## What is expected
Starting at the top of the entries below, set down each line exactly as written, and stop after the line containing "and unparseable responses.".

[Stored items]
//! Boundary error surface for the feed API.
//!
//! Every failure an operation can hit is folded into [`ApiError`] so the
//! controllers can convert it into exactly one user-facing message:
//! local validation failures, transport failures with no response, HTTP
//! status failures (with the server's own message when its body carries
//! one), and unparseable responses.

use std::fmt;

use serde_json::Value;

/// Fixed user-facing message for transport failures with no response.
pub const NETWORK_UNREACHABLE_MESSAGE: &str =
    "Unable to reach the server. Check your connection and try again.";

/// Categories of boundary errors for consistent handling.
#[derive(Debug, Clone, Copy, PartialEq, Eq)]
pub enum ApiErrorKind {
    /// Local validation failure detected before any network call.
    Validation,
    /// No response received (connect failure, timeout).
    Network,
    /// HTTP status error (4xx, 5xx).
    HttpStatus,
    /// Failed to parse the response body.
    Parse,
}

impl fmt::Display for ApiErrorKind {
    fn fmt(&self, f: &mut fmt::Formatter<'_>) -> fmt::Result {
        match self {
            ApiErrorKind::Validation => write!(f, "validation"),
            ApiErrorKind::Network => write!(f, "network"),
            ApiErrorKind::HttpStatus => write!(f, "http_status"),
            ApiErrorKind::Parse => write!(f, "parse"),
        }
    }
}

/// Structured error from the feed boundary.
#[derive(Debug, Clone)]
pub struct ApiError {
    /// Error category.
    pub kind: ApiErrorKind,
    /// One-line summary suitable for logs.
    pub message: String,
    /// Message the server reported in a structured error body, verbatim.
    pub server_message: Option<String>,
    /// Optional additional details (e.g. raw error body).
    pub details: Option<String>,
}

impl ApiError {
    /// Creates a new boundary error.
    pub fn new(kind: ApiErrorKind, message: impl Into<String>) -> Self {
        Self {
            kind,
            message: message.into(),
            server_message: None,
            details: None,
        }
    }

    /// Creates a local validation error (no network call was made).
    pub fn validation(message: impl Into<String>) -> Self {
        Self::new(ApiErrorKind::Validation, message)
    }

    /// Creates a transport error (no response received).
    pub fn network(message: impl Into<String>) -> Self {
        Self::new(ApiErrorKind::Network, message)
    }

    /// Creates a parse error.
    pub fn parse(message: impl Into<String>) -> Self {
        Self::new(ApiErrorKind::Parse, message)
    }

    /// Creates an HTTP status error, extracting the server's message
    /// from a JSON error body when one is present (either a top-level
    /// `message` or a nested `error.message`).
    pub fn http_status(status: u16, body: &str) -> Self {
        let server_message = extract_server_message(body);
        Self {
            kind: ApiErrorKind::HttpStatus,
            message: match &server_message {
                Some(msg) => format!("HTTP {status}: {msg}"),
                None => format!("HTTP {status}"),
            },
            server_message,
            details: (!body.is_empty()).then(|| body.to_string()),
        }
    }

    /// Maps a transport-layer error from the HTTP client.
    pub fn from_transport(err: &reqwest::Error) -> Self {
        if err.is_decode() {
            return Self::parse(format!("Failed to parse server response: {err}"));
        }
        let mut error = Self::network("No response received from the server");
        error.details = Some(err.to_string());
        error
    }

    /// Converts the failure into the message shown to the user.
    ///
    /// Validation messages and server-reported messages surface
    /// verbatim; transport failures get the fixed network-unreachable
    /// wording; everything else falls back to the operation's generic
    /// failure string.
    pub fn user_message(&self, fallback: &str) -> String {
        match self.kind {
            ApiErrorKind::Validation => self.message.clone(),
            ApiErrorKind::Network => NETWORK_UNREACHABLE_MESSAGE.to_string(),
            ApiErrorKind::HttpStatus => self
                .server_message
                .clone()
                .unwrap_or_else(|| fallback.to_string()),
            ApiErrorKind::Parse => fallback.to_string(),
        }
    }
}

impl fmt::Display for ApiError {
    fn fmt(&self, f: &mut fmt::Formatter<'_>) -> fmt::Result {
        write!(f, "{}", self.message)
    }
}

impl std::error::Error for ApiError {}

/// Digs the human-readable message out of a JSON error body.
fn extract_server_message(body: &str) -> Option<String> {
    let json: Value = serde_json::from_str(body).ok()?;
    if let Some(msg) = json.get("message").and_then(Value::as_str) {
        return Some(msg.to_string());
    }
    json.get("error")?
        .get("message")?
        .as_str()
        .map(str::to_string)
}

#[cfg(test)]
mod tests {
    use super::*;

    /// Test: top-level and nested server messages are both extracted.
    #[test]
    fn test_http_status_extracts_message() {
        let err = ApiError::http_status(401, r#"{"message":"Invalid credentials"}"#);
        assert_eq!(err.server_message.as_deref(), Some("Invalid credentials"));
        assert_eq!(err.message, "HTTP 401: Invalid credentials");

        let err = ApiError::http_status(500, r#"{"error":{"message":"boom"}}"#);
        assert_eq!(err.server_message.as_deref(), Some("boom"));
    }

    /// Test: non-JSON bodies keep the bare status summary.
    #[test]
    fn test_http_status_plain_body() {
        let err = ApiError::http_status(502, "Bad Gateway");
        assert_eq!(err.server_message, None);
        assert_eq!(err.message, "HTTP 502");
        assert_eq!(err.details.as_deref(), Some("Bad Gateway"));
    }

    /// Test: user message precedence per kind.
    #[test]
    fn test_user_message_precedence() {
        let validation = ApiError::validation("Post content cannot be empty.");
        assert_eq!(
            validation.user_message("fallback"),
            "Post content cannot be empty."
        );

        let network = ApiError::network("no response");
        assert_eq!(network.user_message("fallback"), NETWORK_UNREACHABLE_MESSAGE);

        let with_message = ApiError::http_status(400, r#"{"message":"Too long"}"#);
        assert_eq!(with_message.user_message("fallback"), "Too long");

        let without_message = ApiError::http_status(500, "");
        assert_eq!(without_message.user_message("fallback"), "fallback");

        let parse = ApiError::parse("bad json");
        assert_eq!(parse.user_message("fallback"), "fallback");
    }
}
//! Canonical post records.

use std::fmt;

use chrono::{DateTime, FixedOffset};
use serde::{Deserialize, Serialize};

use crate::comment::Comment;

/// Sentinel author name for posts with no resolvable author parts.
pub const UNKNOWN_AUTHOR: &str = "Unknown author";

/// Stable per-post identity, derived once at wire normalization.
///
/// Keys taken from a server identifier are the identifier verbatim.
/// Keys synthesized from a timestamp or record fingerprint carry a `~`
/// prefix so the boundary can flag them.
#[derive(Debug, Clone, PartialEq, Eq, Hash, Serialize, Deserialize)]
pub struct PostKey(String);

impl PostKey {
    pub fn new(key: impl Into<String>) -> Self {
        Self(key.into())
    }

    pub fn as_str(&self) -> &str {
        &self.0
    }

    /// True when the key was synthesized client-side because the server
    /// supplied no identifier.
    pub fn is_synthetic(&self) -> bool {
        self.0.starts_with('~')
    }
}

impl fmt::Display for PostKey {
    fn fmt(&self, f: &mut fmt::Formatter<'_>) -> fmt::Result {
        f.write_str(&self.0)
    }
}

/// A single reaction belonging to one post and one user.
#[derive(Debug, Clone, PartialEq, Eq)]
pub struct Reaction {
    pub user_id: Option<i64>,
    /// Reaction type tag; only `"heart"` is in use.
    pub reaction_type: String,
    /// Distinguishes a toggled-off reaction from a toggled-on one.
    pub is_active: bool,
}

/// A post mirrored from the server, normalized to one canonical shape.
///
/// `comments` is client-only: absent until the first on-demand load,
/// then cached for the rest of the session.
#[derive(Debug, Clone, PartialEq)]
pub struct Post {
    pub key: PostKey,
    pub author_name: String,
    pub content: String,
    pub title: Option<String>,
    pub image_url: Option<String>,
    /// Creation timestamp as the server sent it.
    pub created_at: Option<String>,
    pub heart_count: u64,
    pub reactions: Vec<Reaction>,
    pub comments: Option<Vec<Comment>>,
}

impl Post {
    /// First letter of the author display name, uppercased (`'A'` when
    /// the name is empty).
    pub fn author_initial(&self) -> char {
        self.author_name
            .trim()
            .chars()
            .next()
            .and_then(|c| c.to_uppercase().next())
            .unwrap_or('A')
    }

    /// Parses the creation timestamp as RFC 3339, when it is one.
    pub fn created_time(&self) -> Option<DateTime<FixedOffset>> {
        DateTime::parse_from_rfc3339(self.created_at.as_deref()?.trim()).ok()
    }
}

#[cfg(test)]
mod tests {
    use super::*;

    fn post() -> Post {
        Post {
            key: PostKey::new("1"),
            author_name: "ada lovelace".to_string(),
            content: "hello".to_string(),
            title: None,
            image_url: None,
            created_at: Some("2025-03-01T10:00:00+00:00".to_string()),
            heart_count: 0,
            reactions: Vec::new(),
            comments: None,
        }
    }

    #[test]
    fn test_author_initial_uppercased() {
        assert_eq!(post().author_initial(), 'A');

        let mut anonymous = post();
        anonymous.author_name = String::new();
        assert_eq!(anonymous.author_initial(), 'A');

        let mut named = post();
        named.author_name = "grace".to_string();
        assert_eq!(named.author_initial(), 'G');
    }

    #[test]
    fn test_created_time_parses_rfc3339() {
        let time = post().created_time().unwrap();
        assert_eq!(time.timestamp(), 1_740_823_200);
    }

    #[test]
    fn test_created_time_rejects_garbage() {
        let mut bad = post();
        bad.created_at = Some("yesterday".to_string());
        assert!(bad.created_time().is_none());
    }

    #[test]
    fn test_post_key_synthetic_flag() {
        assert!(!PostKey::new("42").is_synthetic());
        assert!(PostKey::new("~ts:2025").is_synthetic());
        assert!(PostKey::new("~fp:abcd").is_synthetic());
    }
}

## Solved problem
//! Boundary error surface for the feed API.
//!
//! Every failure an operation can hit is folded into [`ApiError`] so the
//! controllers can convert it into exactly one user-facing message:
//! local validation failures, transport failures with no response, HTTP
//! status failures (with the server's own message when its body carries
//! one), and unparseable responses.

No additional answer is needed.